#### Problem to solve:
Nothing but an exact copy is wanted: the line with "pub struct RecordingEventPublisher" and each line after it in the data below, last line included.

#### Records shown:
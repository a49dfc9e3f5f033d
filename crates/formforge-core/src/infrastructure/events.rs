//! Event publishers

use async_trait::async_trait;
use parking_lot::Mutex;

use crate::domain::DomainEvent;
use crate::ports::outbound::{EventPublisher, RepoResult};

/// Emits every event as a structured log record
#[derive(Default)]
pub struct TracingEventPublisher;

#[async_trait]
impl EventPublisher for TracingEventPublisher {
    async fn publish(&self, events: Vec<DomainEvent>) -> RepoResult<()> {
        for event in events {
            let payload = serde_json::to_string(&event).unwrap_or_default();
            tracing::info!(
                event_type = event.event_type(),
                aggregate_id = event.aggregate_id(),
                payload = %payload,
                "domain event"
            );
        }
        Ok(())
    }
}

/// Keeps published events in memory
#[derive(Default)]
pub struct RecordingEventPublisher {
    events: Mutex<Vec<DomainEvent>>,
}

impl RecordingEventPublisher {
    pub fn new() -> Self {
        Self::default()
    }

    pub fn events(&self) -> Vec<DomainEvent> {
        self.events.lock().clone()
    }

    pub fn event_types(&self) -> Vec<&'static str> {
        self.events.lock().iter().map(DomainEvent::event_type).collect()
    }
}

#[async_trait]
impl EventPublisher for RecordingEventPublisher {
    async fn publish(&self, events: Vec<DomainEvent>) -> RepoResult<()> {
        self.events.lock().extend(events);
        Ok(())
    }
}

#### Answer section:
pub struct RecordingEventPublisher {
    events: Mutex<Vec<DomainEvent>>,
}

impl RecordingEventPublisher {
    pub fn new() -> Self {
        Self::default()
    }

    pub fn events(&self) -> Vec<DomainEvent> {
        self.events.lock().clone()
    }

    pub fn event_types(&self) -> Vec<&'static str> {
        self.events.lock().iter().map(DomainEvent::event_type).collect()
    }
}

#[async_trait]
impl EventPublisher for RecordingEventPublisher {
    async fn publish(&self, events: Vec<DomainEvent>) -> RepoResult<()> {
        self.events.lock().extend(events);
        Ok(())
    }
}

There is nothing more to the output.